In South Kordofan, the Nuba people—dispossessed by state land seizures for mechanized farming projects awarded to elites and neighboring Arab tribes—joined the SPLM’s fight from the 1980s. While South Sudan secured independence, the “Two Areas” (South Kordofan and Blue Nile) were relegated to vague “popular consultations.” Disputes over the 2011 South Kordofan elections between Ahmed Haroun and Abdelaziz al-Hilu sparked renewed war, soon spreading to Blue Nile.

Thus SPLM-North emerged after South Sudan’s secession, representing 1.97 million people in the Two Areas (4.1% of Sudan’s population). Rich in farmland and gold but trapped in economic marginalization and dependency on Khartoum, the regions lacked the basis for true autonomy. Geography, as with the RSF, imposed limits: full independence proved unworkable, while full integration was elusive. The movement oscillated between negotiating with Khartoum, joining opposition alliances, or waiting for new opportunities.

By 2017, internal rifts led to a split between Malik Agar’s and al-Hilu’s factions, the latter refusing to abandon core principles: secularism, self-determination, and the right to bear arms. In 2020, Agar’s wing signed the Juba Peace Agreement with Sudan’s transitional government, gaining governorship of Blue Nile and partial power-sharing. Today, it fights alongside the army. Al-Hilu, meanwhile, remained committed to his demands—until the war with the RSF offered a chance to entrench them.

In Tasis, al-Hilu has secured unprecedented space: extreme decentralization bordering on independence, and explicit concessions on secularism. Weakening Khartoum suits both partners, deepening Sudan’s fragmentation while expanding SPLM-North’s authority.

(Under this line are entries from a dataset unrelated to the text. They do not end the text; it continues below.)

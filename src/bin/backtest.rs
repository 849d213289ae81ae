//! Backtest command: load a dataset, build features, run rolling-origin
//! backtests for the requested models and write reports.
//!
//! ```text
//! backtest --config configs/energy.yaml --models naive,ets,lgbm
//! ```

use clap::Parser;
use forecast_lab::anomaly::detect_anomalies;
use forecast_lab::config::Config;
use forecast_lab::cv::{backtest, BacktestConfig, BacktestResult, RollingOriginSplitter};
use forecast_lab::data::{align_calendars, load_dataset};
use forecast_lab::eval::{
    compare_models, leaderboard_from_backtests, markdown_table, write_anomaly_report,
    write_comparison_report, DEFAULT_TOP_K,
};
use forecast_lab::features::FeaturePipeline;
use forecast_lab::tracking::{FileTracker, RunHandle, RunStatus, Tracker};
use forecast_lab::{ForecastError, Result};
use std::path::{Path, PathBuf};
use std::process::ExitCode;
use tracing::{error, info, warn};

#[derive(Parser, Debug)]
#[command(name = "backtest")]
#[command(about = "Rolling-origin backtests of forecasting models", long_about = None)]
struct Args {
    /// Experiment configuration (YAML)
    #[arg(short, long)]
    config: PathBuf,

    /// Comma-separated model tags (naive, seasonal_naive, ets, lgbm)
    #[arg(short, long, value_delimiter = ',', required = true)]
    models: Vec<String>,

    /// Directory for Markdown reports
    #[arg(short, long, default_value = "reports")]
    output_dir: PathBuf,

    /// Root directory of tracked runs
    #[arg(short, long, default_value = "artifacts/runs")]
    tracking_dir: PathBuf,
}

fn init_logging(default_level: &str) {
    tracing_subscriber::fmt()
        .with_env_filter(
            tracing_subscriber::EnvFilter::try_from_default_env()
                .unwrap_or_else(|_| default_level.to_lowercase().into()),
        )
        .init();
}

/// Log one backtest into an open run.
fn track_result(
    tracker: &mut FileTracker,
    run: &RunHandle,
    config: &Config,
    result: &BacktestResult,
) -> Result<()> {
    for fold in &result.folds {
        tracker.log_metrics(run, &fold.metrics.to_map(), Some(fold.index as u64))?;
    }
    if let Some(overall) = &result.metrics {
        let mut summary = overall.to_map();
        summary.insert("n_folds".to_string(), result.n_folds() as f64);
        tracker.log_metrics(run, &summary, None)?;
    }
    if let Some(predictions) = &result.predictions {
        if config.logging.save_predictions {
            tracker.log_frame(run, "predictions.csv", predictions)?;
        }
    }
    Ok(())
}

fn anomaly_report_for(
    tracker: &mut FileTracker,
    run: &RunHandle,
    config: &Config,
    result: &BacktestResult,
    output_dir: &Path,
) -> Result<()> {
    let (Some(anomaly), Some(predictions)) = (&config.anomaly, &result.predictions) else {
        return Ok(());
    };
    let records = detect_anomalies(predictions, anomaly)?;
    let flagged = records.iter().filter(|r| r.is_anomaly).count();
    let path = output_dir.join(format!("anomalies_{}.md", result.model));
    write_anomaly_report(&records, &path, DEFAULT_TOP_K)?;
    tracker.log_artifact(run, "anomalies.json", serde_json::to_string_pretty(&records)?.as_bytes())?;
    info!(model = %result.model, flagged, report = %path.display(), "anomaly report written");
    Ok(())
}

fn run(args: &Args, config: &Config) -> Result<()> {
    let raw = load_dataset(&args.config, &config.dataset)?;
    let frame = match config.dataset.freq {
        Some(freq) => align_calendars(&raw, freq)?.dedup_last(),
        None => raw,
    };

    let pipeline = FeaturePipeline::from_config(&config.features).with_target(&config.dataset.target);
    let featured = pipeline.transform(&frame)?;
    let history = pipeline.history_columns();
    let history: Vec<&str> = history.iter().map(String::as_str).collect();
    let featured = featured.drop_incomplete(Some(history.as_slice()))?;
    info!(
        rows = featured.len(),
        dropped = frame.len() - featured.len(),
        features = featured.feature_names().len(),
        "features built"
    );

    let splitter = RollingOriginSplitter::from_config(&config.cv)?;
    let level = config.anomaly.as_ref().map_or(0.9, |a| a.pi_alpha);
    let mut tracker = FileTracker::new(&args.tracking_dir);
    let params = config.to_params()?;

    let mut results: Vec<BacktestResult> = Vec::new();
    for tag in args.models.iter().map(|m| m.trim()).filter(|m| !m.is_empty()) {
        let model = config.model(tag)?;
        let backtest_config = BacktestConfig {
            level,
            ..BacktestConfig::default()
        };

        let run = tracker.start_run(&config.logging.experiment, tag)?;
        let mut run_params = params.clone();
        run_params.insert("model".to_string(), tag.to_string());
        tracker.log_params(&run, &run_params)?;

        let outcome = backtest(&featured, &splitter, &model.spec(tag), &backtest_config)
            .and_then(|result| {
                track_result(&mut tracker, &run, config, &result)?;
                anomaly_report_for(&mut tracker, &run, config, &result, &args.output_dir)?;
                Ok(result)
            });
        match outcome {
            Ok(result) => {
                tracker.end_run(run, RunStatus::Finished)?;
                match &result.metrics {
                    Some(m) => info!(
                        model = tag,
                        folds = result.n_folds(),
                        mape = m.mape,
                        rmse = m.rmse,
                        "backtest finished"
                    ),
                    None => warn!(model = tag, "backtest produced no scored folds"),
                }
                results.push(result);
            }
            Err(err) => {
                error!(model = tag, %err, "backtest failed");
                tracker.end_run(run, RunStatus::Failed)?;
            }
        }
    }

    if results.is_empty() {
        return Err(ForecastError::ComputationError(
            "no model completed its backtest".to_string(),
        ));
    }

    let board = leaderboard_from_backtests(&results, None);
    let report = args.output_dir.join("comparison.md");
    write_comparison_report(&board, &report, "Model Comparison Report")?;
    println!("{}", markdown_table(&board.headers(), &board.rows()));

    let per_fold: Vec<(&str, Vec<f64>)> = results
        .iter()
        .map(|r| (r.model.as_str(), r.fold_values("mape")))
        .collect();
    let table = compare_models(per_fold.iter().map(|(m, v)| (*m, v.as_slice())), "mape");
    println!("{}", markdown_table(&table.headers(), &table.rows()));

    if let Some(best) = board.best() {
        info!(model = %best.model, report = %report.display(), "best model");
    }
    Ok(())
}

fn main() -> ExitCode {
    let args = Args::parse();
    let config = Config::from_yaml(&args.config);
    let level = config
        .as_ref()
        .map(|c| c.logging.log_level.clone())
        .unwrap_or_else(|_| "info".to_string());
    init_logging(&level);

    let outcome = config.and_then(|config| {
        info!(
            config = %args.config.display(),
            dataset = %config.dataset.name,
            models = ?args.models,
            "running backtest"
        );
        run(&args, &config)
    });
    match outcome {
        Ok(()) => ExitCode::SUCCESS,
        Err(err) => {
            error!(%err, "backtest aborted");
            ExitCode::FAILURE
        }
    }
}
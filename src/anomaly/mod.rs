//! Anomaly detection on backtest predictions.
//!
//! Anomalies are actuals that a forecast explains badly: the residual is
//! extreme relative to the other residuals, the actual falls outside the
//! prediction interval, or an isolation forest over `(y, y - yhat)` finds the
//! row easy to separate.

pub mod isolation_forest;
pub mod residual;

pub use isolation_forest::{detect_isolation_forest, IsolationForest, IsolationForestConfig};
pub use residual::{detect_interval, detect_residual, AnomalyFlags, ResidualConfig, ResidualMethod};

use crate::core::Frame;
use crate::error::Result;
use chrono::{DateTime, Utc};
use serde::{Deserialize, Serialize};
use tracing::debug;

/// Anomaly section of the configuration.
#[derive(Debug, Clone, PartialEq, Serialize, Deserialize)]
pub struct AnomalyConfig {
    /// Coverage of the prediction intervals used for interval flags.
    #[serde(default = "default_pi_alpha")]
    pub pi_alpha: f64,
    /// Residual detector; takes precedence over the other detectors.
    #[serde(default)]
    pub residual: Option<ResidualConfig>,
    /// Isolation forest, used when no residual detector is set. Interval
    /// flags are used when neither is set.
    #[serde(default)]
    pub iforest: Option<IsolationForestConfig>,
}

fn default_pi_alpha() -> f64 {
    0.9
}

impl Default for AnomalyConfig {
    fn default() -> Self {
        Self {
            pi_alpha: default_pi_alpha(),
            residual: None,
            iforest: None,
        }
    }
}

/// One scored prediction row.
#[derive(Debug, Clone, PartialEq, Serialize)]
pub struct AnomalyRecord {
    pub series_id: Option<String>,
    pub ds: DateTime<Utc>,
    pub y: f64,
    pub yhat: f64,
    pub anomaly_score: f64,
    pub is_anomaly: bool,
}

/// Score every row of a predictions frame (`y`, `yhat` and, for interval
/// flags, `yhat_lower`/`yhat_upper`).
pub fn detect_anomalies(predictions: &Frame, config: &AnomalyConfig) -> Result<Vec<AnomalyRecord>> {
    let y = predictions.target();
    let yhat = predictions.require_column("yhat")?;

    let flags = match (&config.residual, &config.iforest) {
        (Some(residual), _) => detect_residual(y, yhat, residual)?,
        (None, Some(iforest)) => forest_flags(y, yhat, iforest)?,
        (None, None) => {
            let lower = predictions.require_column("yhat_lower")?;
            let upper = predictions.require_column("yhat_upper")?;
            AnomalyFlags {
                is_anomaly: detect_interval(y, lower, upper)?,
                scores: y.iter().zip(yhat).map(|(a, p)| (a - p).abs()).collect(),
            }
        }
    };

    Ok((0..predictions.len())
        .map(|i| AnomalyRecord {
            series_id: predictions.series_id(i).map(String::from),
            ds: predictions.timestamps()[i],
            y: y[i],
            yhat: yhat[i],
            anomaly_score: flags.scores[i],
            is_anomaly: flags.is_anomaly[i],
        })
        .collect())
}

/// Isolation forest over the finite `(y, y - yhat)` pairs. Other rows get a
/// `NaN` score and are never flagged.
fn forest_flags(y: &[f64], yhat: &[f64], config: &IsolationForestConfig) -> Result<AnomalyFlags> {
    let mut flags = AnomalyFlags {
        is_anomaly: vec![false; y.len()],
        scores: vec![f64::NAN; y.len()],
    };
    let (rows, points): (Vec<usize>, Vec<Vec<f64>>) = y
        .iter()
        .zip(yhat)
        .enumerate()
        .filter(|(_, (a, p))| a.is_finite() && p.is_finite())
        .map(|(i, (a, p))| (i, vec![*a, a - p]))
        .unzip();
    if points.len() < 2 {
        debug!(rows = points.len(), "too few scored rows for an isolation forest");
        return Ok(flags);
    }
    let found = detect_isolation_forest(&points, config)?;
    for (k, &row) in rows.iter().enumerate() {
        flags.is_anomaly[row] = found.is_anomaly[k];
        flags.scores[row] = found.scores[k];
    }
    Ok(flags)
}
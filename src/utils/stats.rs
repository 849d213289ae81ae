//! Statistical utility functions.

use statrs::distribution::{ContinuousCDF, Normal};

/// Quantile function of the standard normal distribution.
///
/// Returns `-inf` for `p <= 0` and `+inf` for `p >= 1`.
///
/// # Example
/// ```
/// use forecast_lab::utils::quantile_normal;
///
/// let z = quantile_normal(0.975);
/// assert!((z - 1.96).abs() < 0.01);
/// ```
pub fn quantile_normal(p: f64) -> f64 {
    if p <= 0.0 {
        return f64::NEG_INFINITY;
    }
    if p >= 1.0 {
        return f64::INFINITY;
    }
    match Normal::new(0.0, 1.0) {
        Ok(normal) => normal.inverse_cdf(p),
        Err(_) => f64::NAN,
    }
}

/// Two-sided z multiplier for a central interval with coverage `level`.
pub fn z_for_level(level: f64) -> f64 {
    quantile_normal((1.0 + level) / 2.0)
}

/// Calculate the mean of a slice.
pub fn mean(values: &[f64]) -> f64 {
    if values.is_empty() {
        return f64::NAN;
    }
    values.iter().sum::<f64>() / values.len() as f64
}

/// Sample variance (n-1 denominator).
pub fn variance(values: &[f64]) -> f64 {
    if values.len() < 2 {
        return f64::NAN;
    }
    let m = mean(values);
    let sum_sq: f64 = values.iter().map(|x| (x - m).powi(2)).sum();
    sum_sq / (values.len() - 1) as f64
}

/// Sample standard deviation.
pub fn std_dev(values: &[f64]) -> f64 {
    variance(values).sqrt()
}

/// Population standard deviation (n denominator).
pub fn population_std(values: &[f64]) -> f64 {
    if values.is_empty() {
        return f64::NAN;
    }
    let m = mean(values);
    (values.iter().map(|x| (x - m).powi(2)).sum::<f64>() / values.len() as f64).sqrt()
}

/// Median of a slice; `NaN` when empty.
pub fn median(values: &[f64]) -> f64 {
    quantile(values, 0.5)
}

/// Quantile with linear interpolation between order statistics.
///
/// Non-finite inputs are ignored; returns `NaN` when nothing remains.
pub fn quantile(values: &[f64], q: f64) -> f64 {
    let mut sorted: Vec<f64> = values.iter().copied().filter(|v| v.is_finite()).collect();
    if sorted.is_empty() {
        return f64::NAN;
    }
    sorted.sort_by(|a, b| a.total_cmp(b));

    let q = q.clamp(0.0, 1.0);
    let pos = q * (sorted.len() - 1) as f64;
    let lo = pos.floor() as usize;
    let hi = pos.ceil() as usize;
    let frac = pos - lo as f64;
    sorted[lo] + frac * (sorted[hi] - sorted[lo])
}

/// Values that are not `NaN`.
pub fn finite_values(values: &[f64]) -> Vec<f64> {
    values.iter().copied().filter(|v| !v.is_nan()).collect()
}
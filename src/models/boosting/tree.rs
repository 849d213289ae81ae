//! Least-squares regression tree used as the boosting base learner.

/// Tree node.
#[derive(Debug, Clone, PartialEq)]
pub(crate) enum TreeNode {
    Leaf {
        value: f64,
    },
    /// Rows with a missing feature value follow the left branch.
    Split {
        feature: usize,
        threshold: f64,
        left: Box<TreeNode>,
        right: Box<TreeNode>,
    },
}

#[derive(Debug, Clone, Copy)]
pub(crate) struct TreeSettings {
    pub max_depth: usize,
    pub min_samples_leaf: usize,
}

#[derive(Debug, Clone, Copy)]
struct Split {
    feature: usize,
    threshold: f64,
    gain: f64,
}

/// Regression tree over column-major features.
#[derive(Debug, Clone, PartialEq)]
pub(crate) struct RegressionTree {
    root: TreeNode,
}

impl RegressionTree {
    /// Fit on `target` restricted to `rows`, adding each split's gain to
    /// `importance[feature]`.
    pub fn fit(
        columns: &[Vec<f64>],
        target: &[f64],
        rows: &[usize],
        settings: TreeSettings,
        importance: &mut [f64],
    ) -> Self {
        let root = build_node(columns, target, rows, 0, settings, importance);
        Self { root }
    }

    /// Prediction for one row; `value(feature)` returns that row's feature.
    pub fn predict<F>(&self, value: F) -> f64
    where
        F: Fn(usize) -> f64,
    {
        let mut node = &self.root;
        loop {
            match node {
                TreeNode::Leaf { value } => return *value,
                TreeNode::Split {
                    feature,
                    threshold,
                    left,
                    right,
                } => {
                    let x = value(*feature);
                    node = if x.is_nan() || x <= *threshold {
                        left
                    } else {
                        right
                    };
                }
            }
        }
    }

    pub fn n_leaves(&self) -> usize {
        fn count(node: &TreeNode) -> usize {
            match node {
                TreeNode::Leaf { .. } => 1,
                TreeNode::Split { left, right, .. } => count(left) + count(right),
            }
        }
        count(&self.root)
    }
}

fn leaf(target: &[f64], rows: &[usize]) -> TreeNode {
    let value = if rows.is_empty() {
        0.0
    } else {
        rows.iter().map(|&i| target[i]).sum::<f64>() / rows.len() as f64
    };
    TreeNode::Leaf { value }
}

fn build_node(
    columns: &[Vec<f64>],
    target: &[f64],
    rows: &[usize],
    depth: usize,
    settings: TreeSettings,
    importance: &mut [f64],
) -> TreeNode {
    if depth >= settings.max_depth || rows.len() < 2 * settings.min_samples_leaf {
        return leaf(target, rows);
    }
    let Some(split) = best_split(columns, target, rows, settings.min_samples_leaf) else {
        return leaf(target, rows);
    };

    let column = &columns[split.feature];
    let (left_rows, right_rows): (Vec<usize>, Vec<usize>) = rows
        .iter()
        .partition(|&&i| column[i].is_nan() || column[i] <= split.threshold);
    importance[split.feature] += split.gain;

    TreeNode::Split {
        feature: split.feature,
        threshold: split.threshold,
        left: Box::new(build_node(
            columns,
            target,
            &left_rows,
            depth + 1,
            settings,
            importance,
        )),
        right: Box::new(build_node(
            columns,
            target,
            &right_rows,
            depth + 1,
            settings,
            importance,
        )),
    }
}

/// Best variance-reducing split over all features.
///
/// Gain is `S_L²/n_L + S_R²/n_R - S²/n`, the drop in squared error.
fn best_split(
    columns: &[Vec<f64>],
    target: &[f64],
    rows: &[usize],
    min_leaf: usize,
) -> Option<Split> {
    let n = rows.len();
    let total: f64 = rows.iter().map(|&i| target[i]).sum();
    let parent_score = total * total / n as f64;
    let mut best: Option<Split> = None;

    for (feature, column) in columns.iter().enumerate() {
        let mut missing_sum = 0.0;
        let mut missing_count = 0usize;
        let mut present: Vec<(f64, f64)> = Vec::with_capacity(n);
        for &i in rows {
            if column[i].is_nan() {
                missing_sum += target[i];
                missing_count += 1;
            } else {
                present.push((column[i], target[i]));
            }
        }
        present.sort_by(|a, b| a.0.total_cmp(&b.0));

        let mut left_sum = missing_sum;
        for k in 0..present.len().saturating_sub(1) {
            left_sum += present[k].1;
            let (lo, hi) = (present[k].0, present[k + 1].0);
            if lo == hi {
                continue;
            }
            let left_count = missing_count + k + 1;
            let right_count = n - left_count;
            if left_count < min_leaf || right_count < min_leaf {
                continue;
            }
            let right_sum = total - left_sum;
            let gain = left_sum * left_sum / left_count as f64
                + right_sum * right_sum / right_count as f64
                - parent_score;
            if gain > 1e-12 && best.map_or(true, |b| gain > b.gain) {
                let mid = lo + (hi - lo) / 2.0;
                best = Some(Split {
                    feature,
                    threshold: if mid < hi { mid } else { lo },
                    gain,
                });
            }
        }
    }
    best
}
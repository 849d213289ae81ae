//! Feature pipeline: an ordered list of stage descriptors applied to a frame.

use super::{
    calendar_features, fourier_features, holiday_features, lag_features, promo_features,
    rolling_features, FeatureColumns, FourierSpec, HolidayCalendar, HolidaySpec, PromoSpec,
    RollingSpec, RuleBasedCalendar,
};
use crate::core::Frame;
use crate::error::Result;
use serde::{Deserialize, Serialize};
use std::fmt;
use tracing::debug;

/// Feature recipe as written in configuration files.
///
/// Every stage but calendar is switched on by the presence of its key
/// (a non-empty list for `lags`, `rolls` and `promos`).
#[derive(Debug, Clone, Default, PartialEq, Serialize, Deserialize)]
pub struct FeatureConfig {
    #[serde(default)]
    pub lags: Vec<usize>,
    #[serde(default)]
    pub rolls: Vec<RollingSpec>,
    #[serde(default)]
    pub fourier: Option<FourierSpec>,
    #[serde(default)]
    pub holidays: Option<HolidaySpec>,
    #[serde(default)]
    pub promos: Vec<PromoSpec>,
}

/// One feature stage and its parameters.
#[derive(Debug, Clone, PartialEq)]
pub enum FeatureStage {
    Calendar,
    Fourier(FourierSpec),
    Lags(Vec<usize>),
    Rolling(Vec<RollingSpec>),
    Holidays(HolidaySpec),
    Promos(Vec<PromoSpec>),
}

impl FeatureStage {
    pub fn name(&self) -> &'static str {
        match self {
            FeatureStage::Calendar => "calendar",
            FeatureStage::Fourier(_) => "fourier",
            FeatureStage::Lags(_) => "lags",
            FeatureStage::Rolling(_) => "rolling",
            FeatureStage::Holidays(_) => "holidays",
            FeatureStage::Promos(_) => "promos",
        }
    }
}

/// A stage with its on/off switch.
#[derive(Debug, Clone, PartialEq)]
pub struct StageDescriptor {
    pub stage: FeatureStage,
    pub enabled: bool,
}

/// Applies calendar, Fourier, lag, rolling, holiday and promotion stages
/// in that order. Missing values produced by lag and rolling stages are
/// left in place.
pub struct FeaturePipeline {
    stages: Vec<StageDescriptor>,
    target: Option<String>,
    calendar: Box<dyn HolidayCalendar>,
}

impl fmt::Debug for FeaturePipeline {
    fn fmt(&self, f: &mut fmt::Formatter<'_>) -> fmt::Result {
        f.debug_struct("FeaturePipeline")
            .field("stages", &self.stages)
            .field("target", &self.target)
            .finish_non_exhaustive()
    }
}

impl FeaturePipeline {
    /// Stage list for `config`, in the fixed order.
    pub fn from_config(config: &FeatureConfig) -> Self {
        let stages = vec![
            StageDescriptor {
                stage: FeatureStage::Calendar,
                enabled: true,
            },
            StageDescriptor {
                enabled: config.fourier.is_some(),
                stage: FeatureStage::Fourier(config.fourier.clone().unwrap_or_default()),
            },
            StageDescriptor {
                enabled: !config.lags.is_empty(),
                stage: FeatureStage::Lags(config.lags.clone()),
            },
            StageDescriptor {
                enabled: !config.rolls.is_empty(),
                stage: FeatureStage::Rolling(config.rolls.clone()),
            },
            StageDescriptor {
                enabled: config.holidays.is_some(),
                stage: FeatureStage::Holidays(config.holidays.clone().unwrap_or_default()),
            },
            StageDescriptor {
                enabled: !config.promos.is_empty(),
                stage: FeatureStage::Promos(config.promos.clone()),
            },
        ];
        Self {
            stages,
            target: None,
            calendar: Box::new(RuleBasedCalendar),
        }
    }

    /// Column used by lag and rolling stages; defaults to the frame target.
    pub fn with_target(mut self, target: impl Into<String>) -> Self {
        self.target = Some(target.into());
        self
    }

    /// Replace the built-in holiday rules.
    pub fn with_holiday_calendar(mut self, calendar: impl HolidayCalendar + 'static) -> Self {
        self.calendar = Box::new(calendar);
        self
    }

    pub fn stages(&self) -> &[StageDescriptor] {
        &self.stages
    }

    pub fn enabled_stages(&self) -> impl Iterator<Item = &FeatureStage> {
        self.stages.iter().filter(|d| d.enabled).map(|d| &d.stage)
    }

    /// Names of the enabled lag and rolling columns: the ones that are
    /// missing until a series has enough history.
    pub fn history_columns(&self) -> Vec<String> {
        let mut names = Vec::new();
        for stage in self.enabled_stages() {
            match stage {
                FeatureStage::Lags(lags) => {
                    names.extend(lags.iter().map(|l| format!("lag_{l}")));
                }
                FeatureStage::Rolling(specs) => {
                    for spec in specs {
                        names.extend(
                            spec.stats
                                .iter()
                                .map(|s| format!("rolling_{}_{}", spec.window, s)),
                        );
                    }
                }
                _ => {}
            }
        }
        names
    }

    /// New frame with every enabled stage's columns appended.
    pub fn transform(&self, frame: &Frame) -> Result<Frame> {
        let mut out = frame.clone();
        let target = self
            .target
            .clone()
            .unwrap_or_else(|| frame.target_name().to_string());

        for stage in self.enabled_stages() {
            let columns: FeatureColumns = match stage {
                FeatureStage::Calendar => calendar_features(frame.timestamps()),
                FeatureStage::Fourier(spec) => {
                    fourier_features(frame.timestamps(), &spec.periods, spec.k)?
                }
                FeatureStage::Lags(lags) => lag_features(frame, &target, lags)?,
                FeatureStage::Rolling(specs) => rolling_features(frame, &target, specs)?,
                FeatureStage::Holidays(spec) => {
                    holiday_features(frame.timestamps(), spec, self.calendar.as_ref())
                }
                FeatureStage::Promos(promos) => promo_features(frame.timestamps(), promos)?,
            };
            debug!(stage = stage.name(), columns = columns.len(), "applied feature stage");
            for (name, values) in columns {
                out.add_column(name, values)?;
            }
        }
        Ok(out)
    }
}

/// Run the pipeline described by `config` over `frame`.
pub fn build_features(frame: &Frame, config: &FeatureConfig) -> Result<Frame> {
    FeaturePipeline::from_config(config).transform(frame)
}

#[cfg(test)]
mod tests {
    use super::*;
    use crate::features::{RollStat, CALENDAR_COLUMNS};
    use chrono::{DateTime, Duration, NaiveDate, TimeZone, Utc};

    fn frame(n: i64) -> Frame {
        let start = Utc.with_ymd_and_hms(2024, 1, 1, 0, 0, 0).unwrap();
        let ts: Vec<DateTime<Utc>> = (0..n).map(|i| start + Duration::days(i)).collect();
        Frame::new(None, ts, "y", (0..n).map(|i| i as f64).collect()).unwrap()
    }

    #[test]
    fn calendar_only_by_default() {
        let out = build_features(&frame(10), &FeatureConfig::default()).unwrap();
        assert_eq!(out.feature_names(), CALENDAR_COLUMNS.to_vec());
        assert_eq!(out.len(), 10);
    }

    #[test]
    fn stages_follow_declared_order() {
        let config = FeatureConfig {
            lags: vec![1, 7],
            rolls: vec![RollingSpec::new(7, vec![RollStat::Mean, RollStat::Std])],
            fourier: Some(FourierSpec {
                periods: vec![7.0],
                k: 1,
            }),
            holidays: Some(HolidaySpec::default()),
            promos: vec![PromoSpec::new("2024-01-02", "2024-01-03").with_name("x")],
        };
        let out = build_features(&frame(30), &config).unwrap();
        let names = out.feature_names();
        let tail: Vec<&str> = names[12..].to_vec();
        assert_eq!(
            tail,
            vec![
                "fourier_sin_7_1",
                "fourier_cos_7_1",
                "lag_1",
                "lag_7",
                "rolling_7_mean",
                "rolling_7_std",
                "is_holiday",
                "promo_x",
            ]
        );
        assert_eq!(out.column("is_holiday").unwrap()[0], 1.0);
        assert_eq!(out.column("lag_7").unwrap()[10], 3.0);
        // missing history is left for the caller
        assert!(out.column("lag_7").unwrap()[6].is_nan());
    }

    #[test]
    fn history_columns_list_lag_and_rolling_outputs() {
        let config = FeatureConfig {
            lags: vec![2],
            rolls: vec![RollingSpec::new(3, vec![RollStat::Max])],
            ..FeatureConfig::default()
        };
        let pipeline = FeaturePipeline::from_config(&config);
        assert_eq!(pipeline.history_columns(), vec!["lag_2", "rolling_3_max"]);
        assert_eq!(pipeline.enabled_stages().count(), 3);
        assert_eq!(pipeline.stages().len(), 6);
    }

    struct NewYearOnly;

    impl HolidayCalendar for NewYearOnly {
        fn holidays(&self, _country: &str, year: i32) -> Option<Vec<NaiveDate>> {
            Some(vec![NaiveDate::from_ymd_opt(year, 1, 2)?])
        }
    }

    #[test]
    fn custom_holiday_calendar() {
        let config = FeatureConfig {
            holidays: Some(HolidaySpec::default()),
            ..FeatureConfig::default()
        };
        let out = FeaturePipeline::from_config(&config)
            .with_holiday_calendar(NewYearOnly)
            .transform(&frame(3))
            .unwrap();
        assert_eq!(out.column("is_holiday").unwrap(), &[0.0, 1.0, 0.0]);
    }

    #[test]
    fn lags_on_custom_target() {
        let base = frame(4).with_column("sales", vec![5.0, 6.0, 7.0, 8.0]).unwrap();
        let config = FeatureConfig {
            lags: vec![1],
            ..FeatureConfig::default()
        };
        let out = FeaturePipeline::from_config(&config)
            .with_target("sales")
            .transform(&base)
            .unwrap();
        assert_eq!(out.column("lag_1").unwrap()[1], 5.0);

        let err = FeaturePipeline::from_config(&config)
            .with_target("missing")
            .transform(&base)
            .unwrap_err();
        assert!(err.is_configuration());
    }

    #[test]
    fn config_parses_from_yaml() {
        let yaml = r#"
lags: [1, 7, 28]
rolls:
  - window: 7
    stats: [mean, std]
  - window: 28
fourier:
  k: 3
holidays:
  countries: [US, DE]
  lookahead: 1
promos:
  - {start: "2024-11-29", end: "2024-12-02", name: bf}
"#;
        let config: FeatureConfig = serde_yaml::from_str(yaml).unwrap();
        assert_eq!(config.lags, vec![1, 7, 28]);
        assert_eq!(config.rolls[1].stats, vec![RollStat::Mean]);
        assert_eq!(config.fourier.as_ref().unwrap().periods, vec![7.0, 365.25]);
        assert_eq!(config.holidays.as_ref().unwrap().lookback, 0);
        assert_eq!(config.promos[0].name.as_deref(), Some("bf"));
    }
}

The Tasis alliance, then, is a marriage of convenience forged by war and geography. Its survival depends on military resilience against the army, the ability to articulate a coherent political vision, and effective governance of its disparate territories. Otherwise, it risks becoming just another short-lived alliance in Sudan’s long history of fragile coalitions, perpetuating rather than resolving the country’s crisis.